QUE NOTRE FRANCE EST BELLE
ILONSE

Village de montagne de la vallée de la Tinée, "Site pittoresque des Alpes Maritimes" perché, allongé sur le versant sud d’un éperon rocheux, dominé par l'église Saint Michel du XIVème siècle, remaniée plusieurs fois. Le bourg se découvre après 11 kilomètres d'une route étroite et sinueuse, dès l'arrivée se trouve un lavoir-fontaine couvert à colonnes du XIXème siècle. Le long de la rue principale et des ruelles pavées, se dévoilent des façades avec des pierres de réemploi, la chapelle baroque Saint Grat, un long passage couvert médiéval à arcades, une petite place avec terrasse panoramique et des escaliers comme incrustés dans le rocher apparent. Tout en haut, derrière l'église, au bord de l'à-pic, une table d'orientation à 360° sur tous les sommets alentours. En 1332, les Ilonsois prêtent serment à Isnard de Glandèves et en 1340, Astruge Grimaldi, baronne de Beuil, achète le fief pour 23 florins d’or. Les Grimaldi en seront les seigneurs jusqu'en 1621 et l'éxécution par le duc de Savoie pour trahison d' Annibal Grimaldi avec destruction de tous ses biens dont le château d'Ilonse. En 1793, le département des Alpes-Maritimes est créé, Ilonse est rattaché au canton de Beuil jusqu’en 1814 où le comté de Nice repasse à la Sardaigne. En 1860, la commune redevient française avec Nice, en 1923, arrivée de l’électricité, en 1948, inauguration de la route le reliant à la vallée de la Tinée et en 1954, l'eau courante arrive au village.

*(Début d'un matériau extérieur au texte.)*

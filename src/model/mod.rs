//! The capability seam for the served model. The core never looks inside a
//! model: it applies update records, answers query records, and moves
//! [`Model::Diff`]s around for the mixer. The concrete learning or scoring
//! algorithm lives entirely behind this trait.

use serde::de::DeserializeOwned;
use serde::Serialize;
use thiserror::Error;

/// A failure raised by the model for a single record.
///
/// These are caught and logged at batch boundaries and never abort the rest
/// of the batch; callers see reduced success counts or shortened result
/// sequences instead of a failed RPC.
#[derive(Clone, Debug, Error)]
pub enum ModelError {
  /// No row exists under the given key.
  #[error("row {0} does not exist")]
  UnknownRow(String),
  /// A record could not be interpreted by the model.
  #[error("malformed record: {0}")]
  Malformed(String),
  /// A diff could not be merged or applied to this model.
  #[error("incompatible diff: {0}")]
  IncompatibleDiff(String),
  /// Anything else the model wants to report.
  #[error("{0}")]
  Other(String),
}

/// One mutable in-memory model instance, owned exclusively by a single
/// [`ModelServer`](crate::server::ModelServer) process.
///
/// Exactly one instance is live per worker; mutation is always mediated by
/// the server's exclusion mechanism, so implementations need no internal
/// locking. Two diffs of the same model type must merge associatively and
/// commutatively enough that mixer rounds converge in any peer order; that
/// guarantee is the model's to keep, the core only invokes `merge`.
pub trait Model: Send + Sync + 'static {
  /// A mutating record, e.g. one observation for a row.
  type Update: DeserializeOwned + Send;
  /// A non-mutating query record.
  type Query: DeserializeOwned + Send;
  /// The answer to one query.
  type Output: Serialize + Send;
  /// A mergeable delta of the model's recent changes. Transient: created and
  /// consumed within one mixer round.
  type Diff: Serialize + DeserializeOwned + Clone + Send;

  /// Apply one update record.
  fn apply(&mut self, update: Self::Update) -> Result<(), ModelError>;

  /// Answer one query record against the current state.
  fn query(&self, query: Self::Query) -> Result<Self::Output, ModelError>;

  /// Produce a diff of this model's state for a mixer round.
  fn snapshot_diff(&self) -> Self::Diff;

  /// Combine two diffs into one without the full model state.
  fn merge(
    &self,
    ours: Self::Diff,
    theirs: Self::Diff,
  ) -> Result<Self::Diff, ModelError>;

  /// Fold a (possibly merged) diff back into this model.
  fn apply_diff(&mut self, diff: Self::Diff) -> Result<(), ModelError>;

  /// Drop all state.
  fn clear(&mut self);

  /// Drop one named row, unlike the whole-model [`clear`](Model::clear).
  fn clear_row(&mut self, key: &str) -> Result<(), ModelError>;

  /// The keys of all live rows.
  fn rows(&self) -> Vec<String>;

  /// Serialize the full state to a blob for persistence.
  fn serialize(&self) -> Result<Vec<u8>, ModelError>;

  /// Replace this model's state from a persisted blob.
  fn deserialize(&mut self, bytes: &[u8]) -> Result<(), ModelError>;
}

Fontaine-lavoir - Construits en 1854-1855, sous l’administration Sarde.
Chapelle Saint Grat - Du XVIIème siècle, à l’origine, chapelle de porte ou d’enceinte, elle a été transformée à l’époque moderne. Elle accueillait les Pénitents Blancs dont on peut encore voir les stalles.
Four à pain communal - Dans ce bâtiment depuis le début du XIXème siècle. Rénové en 1855 puis entièrement reconstruit en pierre réfractaire de Biot en 1925. A côté, se trouve l’ancienne mairie.
Eglise Saint Michel - Mentionnée en 1351, elle se trouvait à l’intérieur du château démantelé en 1621 à la suite de la condamnation à mort du comte Annibal de Grimaldi. Agrandie au XVIIème siècle, puis au XVIIIème siècle et flanquée d’un clocher, ce dernier sera reconstruit au XIXème siècle.
Le village était protégé par des murailles dont on voit un vestige du côté nord de l’église.
Table d’orientation au panorama exceptionnel sur la Tinée, le Val de Blore et le massif du Mercantour.
Sous le pont inauguré en 2010, sur la Tinée, on voit l’ancien pont réalisé en 1862-1864.